What You Should Know About Tinnitus

Photo of hanging brass bellsIf you have ever experienced a ringing or other sound in your ears, even in a perfectly quiet setting, you are one of the 50 million Americans dealing with tinnitus.

It usually fades after a few hours or within a couple of days, but for many people in Los Angeles, tinnitus is a chronic occurrence that can interfere with many aspects of their daily lives.

Recognizing the signs and taking steps to minimize its impact will lead to a better quality of life.

Tinnitus: Causes and Symptoms

Tinnitus isn’t a disease, but rather the symptom of another underlying condition.

It occurs when the hair cells of your cochlea are damaged, preventing the normal transmission of signals to the brain; instead, they short-circuit or “misfire,” leading to a ringing noise in your ears.

Sometimes people report other sounds such as buzzing, roaring, whooshing, clicking, whistling or humming.

For some individuals, tinnitus is intermittent and doesn’t bother them too much.

About 20 percent of people with tinnitus in Los Angeles experience symptoms so severe they interfere with sleep, cause hearing and concentration difficulties, impact social activities and lead to stress, anxiety, isolation and depression.

Possible Causes of Tinnitus

The list of possible causes is pretty extensive, but much like hearing loss, the top contributors are natural aging and noise exposure.

Damage to the hair cells of your inner ear occurs naturally, the result of a lifetime of noise exposure. At age 65 one-third of people are affected; by 75, about half of all individuals are dealing with age-related hearing loss.

While this usually occurs gradually, exposure to loud nose can cause sudden, permanent tinnitus. This can impact people of all ages and is becoming increasingly common in children and young adults, often as a consequence of listening to music through personal audio devices at high volume levels.
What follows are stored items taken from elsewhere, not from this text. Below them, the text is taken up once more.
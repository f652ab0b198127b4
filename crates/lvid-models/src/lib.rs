//! Shared data models for the LessonVid backend.
//!
//! This crate provides Serde-serializable types for:
//! - Video projects and their per-stage artifacts
//! - The pipeline status state machine
//! - Generated lesson content (script, slides, vocabulary)
//! - Source, voice, avatar and video settings

pub mod lesson;
pub mod project;
pub mod settings;
pub mod status;

// Re-export common types
pub use lesson::{LessonContent, QuizQuestion, Slide, VocabularyItem};
pub use project::{AudioOutput, AvatarOutput, FinalOutput, ProjectId, VideoProject};
pub use settings::{
    AspectRatio, AvatarConfig, CefrLevel, SourceConfig, SourceMode, TemplateType, VideoSettings,
    VoiceConfig,
};
pub use status::{PipelineStage, ProjectStatus};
A 2016 study published in Scientific Reports in 2016 found that almost 30 percent of adolescents were experiencing chronic tinnitus – a troubling trend that does not bode well for their long-term hearing health.

Other causes include inner ear disorders, high blood pressure, circulatory problems, benign tumors and medications that can harm the ears – particularly certain antibiotics and chemotherapy drugs.

Prevention & Treatment

The best way to prevent tinnitus is to protect your hearing.

Wear earplugs any time you are exposed to noisy activities (concerts, sporting events, using power tools, riding a motorcycle, mowing the lawn, etc.).

When listening to music through personal audio devices, consider investing in noise-canceling headphones, which block external sounds so you can keep the volume turned down without disruptions.

If you already have tinnitus, there is no cure – but you can manage your symptoms in order to reduce their severity.

Schedule an appointment with an audiologist, who will check your hearing and recommend strategies to cope with the ringing in your ears.

Masking techniques such as white noise therapy and tinnitus retraining therapy help your brain shift its focus away from the tinnitus; other solutions might include relaxation exercises, lifestyle modifications, counseling, antidepressants and switching to different medications.


This information is for educational purposes only.  It is not intended nor implied to be a substitute for professional medical advice.  The reader should always consult his or her healthcare provider to determine the appropriateness of the information for their own situation, or if they have any questions regarding a medical condition or treatment plan.